During my twenty-three years in law enforcement for the city of Camden, New Jersey, I learned that communication is not merely transmitting information to others, but it is also being open to receive from others what they are conveying. Communication is a two-way street where ideas, needs, plans, and vision travel from one person to another. To be a good communicator, you have to be a good listener.

A good listener:

  • must be engaging and attentive
  • never interrupts
  • always has follow up questions
  • is patient
  • shows interest in what is being said
  • listens more than they speak


In that homicide case, I had to listen with my ears, but also with my eyes. How can you listen with your eyes? People not only communicate verbally, but they also speak through their body language. Our bodies can express deception, anger, confusion, joy, clear understanding, disagreement, impatience, authority, control, confidence, weakness, and strength. When you watch for the silent message being conveyed, you will receive the whole message. This applies to both the speaker and listener. Let us be aware of our own body language in order to safeguard against communicating mixed or confusing messages.

But before we can communicate effectively with God’s people, we first must have healthy communication with God. Good communication with Him enables us to understand His vision and plan. A good prayer life is essential to speak to God and seek what He wants for us and His people. Let us not seek the counsel of others before we seek God’s guidance for the plans or decisions we must make. Only through God are all things possible.

“For nothing will be impossible with God.” Luke 1:37

 When we carefully listen to His tender voice, we will have clarity and understanding.

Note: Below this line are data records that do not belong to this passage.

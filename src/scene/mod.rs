// SPDX-License-Identifier: Apache-2.0
// Copyright (c) 2025 Meshpress Inc.

//! Assembly scene: occurrence tree plus the part meshes it references

mod stats;

pub use stats::SceneStats;

use crate::geometry::{Aabb, Mesh};
use nalgebra::Matrix4;

/// Handle to a node in the occurrence tree.
#[derive(Debug, Clone, Copy, PartialEq, Eq, Hash)]
pub struct OccurrenceId(usize);

/// Handle to a part mesh. Several occurrences may instance the same part.
#[derive(Debug, Clone, Copy, PartialEq, Eq, Hash)]
pub struct PartId(usize);

/// Node of the assembly tree. An occurrence may carry a part mesh.
#[derive(Debug, Clone)]
pub struct Occurrence {
    pub name: String,
    pub transform: Matrix4<f64>,
    part: Option<PartId>,
    parent: Option<OccurrenceId>,
    children: Vec<OccurrenceId>,
}

impl Occurrence {
    pub fn part(&self) -> Option<PartId> {
        self.part
    }

    pub fn parent(&self) -> Option<OccurrenceId> {
        self.parent
    }

    pub fn children(&self) -> &[OccurrenceId] {
        &self.children
    }
}

/// Occurrence arena with slot 0 as the scene root. Detached occurrences keep
/// their slot but are no longer reachable from the root, so traversals and
/// counts skip them.
#[derive(Debug, Clone)]
pub struct Scene {
    occurrences: Vec<Occurrence>,
    parts: Vec<Mesh>,
}

impl Scene {
    pub fn new(name: &str) -> Self {
        Self {
            occurrences: vec![Occurrence {
                name: name.to_string(),
                transform: Matrix4::identity(),
                part: None,
                parent: None,
                children: Vec::new(),
            }],
            parts: Vec::new(),
        }
    }

    /// Root of the occurrence tree.
    pub fn root(&self) -> OccurrenceId {
        OccurrenceId(0)
    }

    pub fn occurrence(&self, id: OccurrenceId) -> &Occurrence {
        &self.occurrences[id.0]
    }

    pub fn occurrence_mut(&mut self, id: OccurrenceId) -> &mut Occurrence {
        &mut self.occurrences[id.0]
    }

    pub fn add_occurrence(
        &mut self,
        parent: OccurrenceId,
        name: &str,
        transform: Matrix4<f64>,
    ) -> OccurrenceId {
        let id = OccurrenceId(self.occurrences.len());
        self.occurrences.push(Occurrence {
            name: name.to_string(),
            transform,
            part: None,
            parent: Some(parent),
            children: Vec::new(),
        });
        self.occurrences[parent.0].children.push(id);
        id
    }

    /// Add a new part mesh under `parent`, wrapped in its own occurrence.
    pub fn add_part(
        &mut self,
        parent: OccurrenceId,
        name: &str,
        transform: Matrix4<f64>,
        mesh: Mesh,
    ) -> (OccurrenceId, PartId) {
        let part = PartId(self.parts.len());
        self.parts.push(mesh);
        let id = self.add_occurrence(parent, name, transform);
        self.occurrences[id.0].part = Some(part);
        (id, part)
    }

    /// Add an occurrence instancing an existing part.
    pub fn add_instance(
        &mut self,
        parent: OccurrenceId,
        name: &str,
        transform: Matrix4<f64>,
        part: PartId,
    ) -> OccurrenceId {
        let id = self.add_occurrence(parent, name, transform);
        self.occurrences[id.0].part = Some(part);
        id
    }

    pub fn part_mesh(&self, id: PartId) -> &Mesh {
        &self.parts[id.0]
    }

    pub fn part_mesh_mut(&mut self, id: PartId) -> &mut Mesh {
        &mut self.parts[id.0]
    }

    /// Detach an occurrence (and with it the whole subtree) from its parent.
    /// The root cannot be detached.
    pub fn detach(&mut self, id: OccurrenceId) -> bool {
        let Some(parent) = self.occurrences[id.0].parent else {
            return false;
        };
        self.occurrences[parent.0].children.retain(|&c| c != id);
        self.occurrences[id.0].parent = None;
        true
    }

    /// Product of occurrence transforms from the root down to `id`.
    pub fn world_transform(&self, id: OccurrenceId) -> Matrix4<f64> {
        let mut chain = Vec::new();
        let mut cursor = Some(id);
        while let Some(occ) = cursor {
            chain.push(occ);
            cursor = self.occurrences[occ.0].parent;
        }
        let mut world = Matrix4::identity();
        for occ in chain.into_iter().rev() {
            world *= self.occurrences[occ.0].transform;
        }
        world
    }

    /// Pre-order traversal of the subtree rooted at `root`, including `root`.
    pub fn descendants(&self, root: OccurrenceId) -> Vec<OccurrenceId> {
        let mut out = Vec::new();
        let mut stack = vec![root];
        while let Some(id) = stack.pop() {
            out.push(id);
            for &child in self.occurrences[id.0].children.iter().rev() {
                stack.push(child);
            }
        }
        out
    }

    /// Occurrences under `root` that carry a part.
    pub fn part_occurrences(&self, root: OccurrenceId) -> Vec<OccurrenceId> {
        self.descendants(root)
            .into_iter()
            .filter(|&id| self.occurrences[id.0].part.is_some())
            .collect()
    }

    /// Distinct parts referenced under `root`, in first-visit order.
    pub fn parts_under(&self, root: OccurrenceId) -> Vec<PartId> {
        let mut seen = vec![false; self.parts.len()];
        let mut out = Vec::new();
        for id in self.part_occurrences(root) {
            let part = self.occurrences[id.0].part.unwrap();
            if !seen[part.0] {
                seen[part.0] = true;
                out.push(part);
            }
        }
        out
    }

    /// Part-carrying occurrences under `root` with their world transforms.
    /// Instances appear once per occurrence.
    pub fn flattened_parts(
        &self,
        root: OccurrenceId,
    ) -> Vec<(OccurrenceId, PartId, Matrix4<f64>)> {
        let mut out = Vec::new();
        let base = self
            .occurrences[root.0]
            .parent
            .map(|p| self.world_transform(p))
            .unwrap_or_else(Matrix4::identity);
        let mut stack = vec![(root, base)];
        while let Some((id, acc)) = stack.pop() {
            let occ = &self.occurrences[id.0];
            let world = acc * occ.transform;
            if let Some(part) = occ.part {
                out.push((id, part, world));
            }
            for &child in occ.children.iter().rev() {
                stack.push((child, world));
            }
        }
        out
    }

    /// Triangles under `root`, instances counted each time they occur.
    pub fn polygon_count(&self, root: OccurrenceId) -> usize {
        self.part_occurrences(root)
            .iter()
            .map(|&id| {
                let part = self.occurrences[id.0].part.unwrap();
                self.parts[part.0].triangle_count()
            })
            .sum()
    }

    /// Vertices under `root`, instances counted each time they occur.
    pub fn vertex_count(&self, root: OccurrenceId) -> usize {
        self.part_occurrences(root)
            .iter()
            .map(|&id| {
                let part = self.occurrences[id.0].part.unwrap();
                self.parts[part.0].vertex_count()
            })
            .sum()
    }

    pub fn part_count(&self, root: OccurrenceId) -> usize {
        self.part_occurrences(root).len()
    }

    /// World-space bounding box of all parts under `root`.
    pub fn bounding_box(&self, root: OccurrenceId) -> Aabb {
        let mut bbox = Aabb::empty();
        for (_, part, world) in self.flattened_parts(root) {
            for vertex in &self.parts[part.0].vertices {
                bbox.expand_to_include(&world.transform_point(&vertex.position));
            }
        }
        bbox
    }
}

We will know when to go, how we should go and to whom we should go. His voice will guide us in communicating to His people and how to implement His vision for His church.

God gave us two eyes, two ears and only one mouth. That was purposeful so we would listen and see twice as much as we speak. We must convey our needs and attentively wait to hear the reply from God. At other times, we must open our ears, eyes, and heart to hear what God is instructing us to do. Then we can begin to discern God’s heart. When we are aligned with God, His plan and vision and attentively listen to Him, we demonstrate that we care and show Him that His guidance is important to us.

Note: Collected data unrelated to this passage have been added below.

// SPDX-License-Identifier: Apache-2.0
// Copyright (c) 2025 Meshpress Inc.

//! Scene import and export
//!
//! Formats are picked by file extension. Import builds a [`Scene`] with one
//! part per source mesh; export writes the whole occurrence tree, flattening
//! only where the target format has no scene graph of its own.

mod export_gltf;
mod export_stl;
mod import_gltf;
mod import_obj;
mod import_stl;

pub use export_gltf::export as export_gltf;
pub use export_stl::export as export_stl;
pub use import_gltf::import as import_gltf;
pub use import_obj::import as import_obj;
pub use import_stl::import as import_stl;

use crate::scene::Scene;
use anyhow::{bail, Context, Result};
use std::path::{Path, PathBuf};

/// File extensions [`import_scene`] understands.
pub const IMPORT_EXTENSIONS: &[&str] = &["obj", "stl", "glb", "gltf"];

/// Import a scene, picking the reader from the file extension.
pub fn import_scene(path: &Path) -> Result<Scene> {
    let scene = match extension_of(path)?.as_str() {
        "obj" => import_obj(path)?,
        "stl" => import_stl(path)?,
        "glb" | "gltf" => import_gltf(path)?,
        other => bail!("unsupported import format: .{other}"),
    };
    log::info!(
        "imported {} ({} parts, {} triangles)",
        path.display(),
        scene.part_count(scene.root()),
        scene.polygon_count(scene.root())
    );
    Ok(scene)
}

/// Export a scene, picking the writer from the file extension.
pub fn export_scene(scene: &Scene, path: &Path) -> Result<()> {
    match extension_of(path)?.as_str() {
        "glb" | "gltf" => export_gltf(scene, path)?,
        "stl" => export_stl(scene, path)?,
        other => bail!("unsupported export format: .{other}"),
    }
    log::info!("exported {}", path.display());
    Ok(())
}

fn extension_of(path: &Path) -> Result<String> {
    let ext = path
        .extension()
        .and_then(|e| e.to_str())
        .with_context(|| format!("no file extension on {}", path.display()))?;
    Ok(ext.to_ascii_lowercase())
}

/// Output path next to `input`, its stem extended with `suffix`.
///
/// `model.glb` with suffix `_new.glb` becomes `model_new.glb` in the same
/// directory.
pub fn derive_output_path(input: &Path, suffix: &str) -> PathBuf {
    let stem = input
        .file_stem()
        .and_then(|s| s.to_str())
        .unwrap_or("scene");
    let name = format!("{stem}{suffix}");
    match input.parent() {
        Some(parent) if !parent.as_os_str().is_empty() => parent.join(name),
        _ => PathBuf::from(name),
    }
}

#[cfg(test)]
mod tests {
    use super::*;

    #[test]
    fn test_derive_output_path_keeps_directory() {
        let out = derive_output_path(Path::new("/data/models/bracket.glb"), "_opt.glb");
        assert_eq!(out, PathBuf::from("/data/models/bracket_opt.glb"));
    }

    #[test]
    fn test_derive_output_path_bare_filename() {
        let out = derive_output_path(Path::new("bracket.stl"), "_opt.glb");
        assert_eq!(out, PathBuf::from("bracket_opt.glb"));
    }

    #[test]
    fn test_unknown_extension_is_rejected() {
        let err = import_scene(Path::new("/tmp/model.step")).unwrap_err();
        assert!(err.to_string().contains("unsupported import format"));
    }

    #[test]
    fn test_missing_extension_is_rejected() {
        assert!(import_scene(Path::new("/tmp/model")).is_err());
    }
}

Sometimes the clutter and noise that surrounds our lives try to drown out God’s voice. In those moments we must be still during the storm and distraction, faithfully waiting for God to clear the way. God will show Himself strong and grant us victory, peace, and success.

Let us understand the order of how we should communicate – first with God, and then with others. Developing relationships with His people, making time for them, and listening to them shows that we care and demonstrates His love.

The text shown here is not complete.